* Material for this task

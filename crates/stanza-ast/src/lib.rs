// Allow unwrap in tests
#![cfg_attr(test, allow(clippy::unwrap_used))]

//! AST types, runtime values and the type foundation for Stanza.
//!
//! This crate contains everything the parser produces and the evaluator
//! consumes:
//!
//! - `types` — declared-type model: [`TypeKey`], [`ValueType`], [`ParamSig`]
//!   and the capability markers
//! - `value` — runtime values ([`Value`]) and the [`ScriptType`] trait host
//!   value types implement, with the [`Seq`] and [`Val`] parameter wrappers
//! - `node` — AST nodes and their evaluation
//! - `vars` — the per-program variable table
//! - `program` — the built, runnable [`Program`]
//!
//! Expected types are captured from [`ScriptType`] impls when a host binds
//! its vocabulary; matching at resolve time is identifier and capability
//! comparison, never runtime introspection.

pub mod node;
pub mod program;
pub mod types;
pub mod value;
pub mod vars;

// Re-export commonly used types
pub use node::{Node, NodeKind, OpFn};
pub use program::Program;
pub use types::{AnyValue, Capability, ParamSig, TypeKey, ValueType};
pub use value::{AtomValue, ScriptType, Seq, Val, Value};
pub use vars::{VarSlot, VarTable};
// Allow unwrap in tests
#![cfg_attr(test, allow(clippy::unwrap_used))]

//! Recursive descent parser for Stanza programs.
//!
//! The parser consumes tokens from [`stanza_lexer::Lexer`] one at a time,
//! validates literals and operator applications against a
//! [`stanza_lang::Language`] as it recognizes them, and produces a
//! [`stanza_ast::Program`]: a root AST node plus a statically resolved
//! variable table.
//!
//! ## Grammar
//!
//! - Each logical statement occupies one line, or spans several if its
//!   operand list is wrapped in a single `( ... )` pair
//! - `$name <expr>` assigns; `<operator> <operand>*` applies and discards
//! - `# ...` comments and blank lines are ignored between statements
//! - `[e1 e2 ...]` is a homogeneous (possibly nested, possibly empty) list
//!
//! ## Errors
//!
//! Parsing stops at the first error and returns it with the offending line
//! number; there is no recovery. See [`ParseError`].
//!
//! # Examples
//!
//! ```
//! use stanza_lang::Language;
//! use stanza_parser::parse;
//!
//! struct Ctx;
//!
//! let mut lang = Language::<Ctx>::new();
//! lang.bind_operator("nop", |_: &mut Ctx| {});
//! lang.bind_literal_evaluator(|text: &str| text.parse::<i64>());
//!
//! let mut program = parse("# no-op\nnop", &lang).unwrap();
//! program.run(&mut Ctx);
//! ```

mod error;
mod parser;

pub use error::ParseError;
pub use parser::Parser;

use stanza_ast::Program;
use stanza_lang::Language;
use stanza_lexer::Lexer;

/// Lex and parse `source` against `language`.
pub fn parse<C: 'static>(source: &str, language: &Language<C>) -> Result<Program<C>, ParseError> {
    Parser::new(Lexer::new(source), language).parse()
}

==

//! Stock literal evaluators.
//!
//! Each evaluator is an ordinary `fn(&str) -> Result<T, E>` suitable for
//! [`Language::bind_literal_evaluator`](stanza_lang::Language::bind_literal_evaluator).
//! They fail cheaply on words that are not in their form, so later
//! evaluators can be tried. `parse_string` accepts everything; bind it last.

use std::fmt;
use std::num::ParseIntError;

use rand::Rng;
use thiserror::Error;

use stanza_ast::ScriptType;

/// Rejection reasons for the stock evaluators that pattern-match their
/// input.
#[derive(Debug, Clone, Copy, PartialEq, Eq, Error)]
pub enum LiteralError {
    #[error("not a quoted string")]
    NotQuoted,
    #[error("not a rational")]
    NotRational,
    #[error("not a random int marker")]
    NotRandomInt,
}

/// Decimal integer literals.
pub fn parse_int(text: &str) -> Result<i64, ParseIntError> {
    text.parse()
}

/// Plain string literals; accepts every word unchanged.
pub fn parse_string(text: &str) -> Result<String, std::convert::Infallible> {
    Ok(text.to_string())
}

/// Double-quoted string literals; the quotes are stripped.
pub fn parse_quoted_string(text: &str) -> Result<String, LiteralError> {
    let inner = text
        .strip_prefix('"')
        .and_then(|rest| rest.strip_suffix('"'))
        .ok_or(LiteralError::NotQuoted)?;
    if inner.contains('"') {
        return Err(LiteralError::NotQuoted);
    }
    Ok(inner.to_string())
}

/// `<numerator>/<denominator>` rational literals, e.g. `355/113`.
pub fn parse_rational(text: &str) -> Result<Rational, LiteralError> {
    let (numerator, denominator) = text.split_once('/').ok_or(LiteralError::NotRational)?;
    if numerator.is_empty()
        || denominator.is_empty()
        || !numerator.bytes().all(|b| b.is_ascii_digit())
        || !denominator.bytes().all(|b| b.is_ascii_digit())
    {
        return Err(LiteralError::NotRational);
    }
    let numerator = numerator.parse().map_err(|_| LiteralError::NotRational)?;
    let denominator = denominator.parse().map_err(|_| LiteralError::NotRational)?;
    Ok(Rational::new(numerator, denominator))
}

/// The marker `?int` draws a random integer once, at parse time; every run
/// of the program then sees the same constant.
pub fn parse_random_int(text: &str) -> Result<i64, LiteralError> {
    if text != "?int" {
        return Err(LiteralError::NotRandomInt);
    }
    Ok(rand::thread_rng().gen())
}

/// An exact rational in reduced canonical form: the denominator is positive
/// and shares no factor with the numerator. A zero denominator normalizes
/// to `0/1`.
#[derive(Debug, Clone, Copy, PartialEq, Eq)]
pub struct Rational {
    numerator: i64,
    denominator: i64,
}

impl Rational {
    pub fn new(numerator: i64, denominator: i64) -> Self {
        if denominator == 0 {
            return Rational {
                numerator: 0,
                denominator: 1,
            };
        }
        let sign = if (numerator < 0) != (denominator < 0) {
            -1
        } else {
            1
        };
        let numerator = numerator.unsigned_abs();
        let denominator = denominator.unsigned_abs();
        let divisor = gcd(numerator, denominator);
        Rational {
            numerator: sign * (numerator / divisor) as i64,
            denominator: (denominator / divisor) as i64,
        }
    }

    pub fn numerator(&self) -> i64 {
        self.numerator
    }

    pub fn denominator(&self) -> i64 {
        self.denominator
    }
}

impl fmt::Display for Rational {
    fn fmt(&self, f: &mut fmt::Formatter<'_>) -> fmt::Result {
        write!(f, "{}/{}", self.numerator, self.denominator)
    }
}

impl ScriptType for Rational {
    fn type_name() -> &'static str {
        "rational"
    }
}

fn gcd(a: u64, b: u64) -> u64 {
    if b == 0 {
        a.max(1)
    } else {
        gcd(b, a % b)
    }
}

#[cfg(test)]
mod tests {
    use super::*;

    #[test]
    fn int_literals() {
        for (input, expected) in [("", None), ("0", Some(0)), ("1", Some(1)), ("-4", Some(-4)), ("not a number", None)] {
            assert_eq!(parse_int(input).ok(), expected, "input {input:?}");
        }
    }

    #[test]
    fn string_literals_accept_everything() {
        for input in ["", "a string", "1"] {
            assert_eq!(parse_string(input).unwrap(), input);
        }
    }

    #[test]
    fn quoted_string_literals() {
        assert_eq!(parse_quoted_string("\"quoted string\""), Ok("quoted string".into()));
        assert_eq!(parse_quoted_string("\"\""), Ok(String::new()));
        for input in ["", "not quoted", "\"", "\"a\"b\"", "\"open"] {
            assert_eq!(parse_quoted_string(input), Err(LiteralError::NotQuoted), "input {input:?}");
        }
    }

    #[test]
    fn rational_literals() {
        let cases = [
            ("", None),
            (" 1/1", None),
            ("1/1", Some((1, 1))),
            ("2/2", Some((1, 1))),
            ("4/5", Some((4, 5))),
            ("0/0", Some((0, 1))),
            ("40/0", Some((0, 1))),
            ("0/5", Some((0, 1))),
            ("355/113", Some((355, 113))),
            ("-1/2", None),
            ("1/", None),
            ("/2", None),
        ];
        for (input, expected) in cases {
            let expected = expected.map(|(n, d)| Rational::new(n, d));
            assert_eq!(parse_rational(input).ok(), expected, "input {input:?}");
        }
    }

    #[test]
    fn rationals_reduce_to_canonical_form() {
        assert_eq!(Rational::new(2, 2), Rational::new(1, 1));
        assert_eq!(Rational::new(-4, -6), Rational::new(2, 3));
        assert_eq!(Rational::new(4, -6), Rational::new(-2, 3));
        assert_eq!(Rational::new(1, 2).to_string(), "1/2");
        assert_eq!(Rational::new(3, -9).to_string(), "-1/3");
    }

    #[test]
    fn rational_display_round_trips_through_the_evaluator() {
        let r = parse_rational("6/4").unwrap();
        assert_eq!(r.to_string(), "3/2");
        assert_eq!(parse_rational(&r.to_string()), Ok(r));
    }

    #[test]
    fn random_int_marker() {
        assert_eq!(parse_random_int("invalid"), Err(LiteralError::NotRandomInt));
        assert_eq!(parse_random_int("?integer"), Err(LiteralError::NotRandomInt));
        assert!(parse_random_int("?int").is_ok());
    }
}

* Assigned task
Would you show all lines of the material above that contain the word "node"?

* Reply
//! - `node` — AST nodes and their evaluation
pub mod node;
pub use node::{Node, NodeKind, OpFn};
//! [`stanza_ast::Program`]: a root AST node plus a statically resolved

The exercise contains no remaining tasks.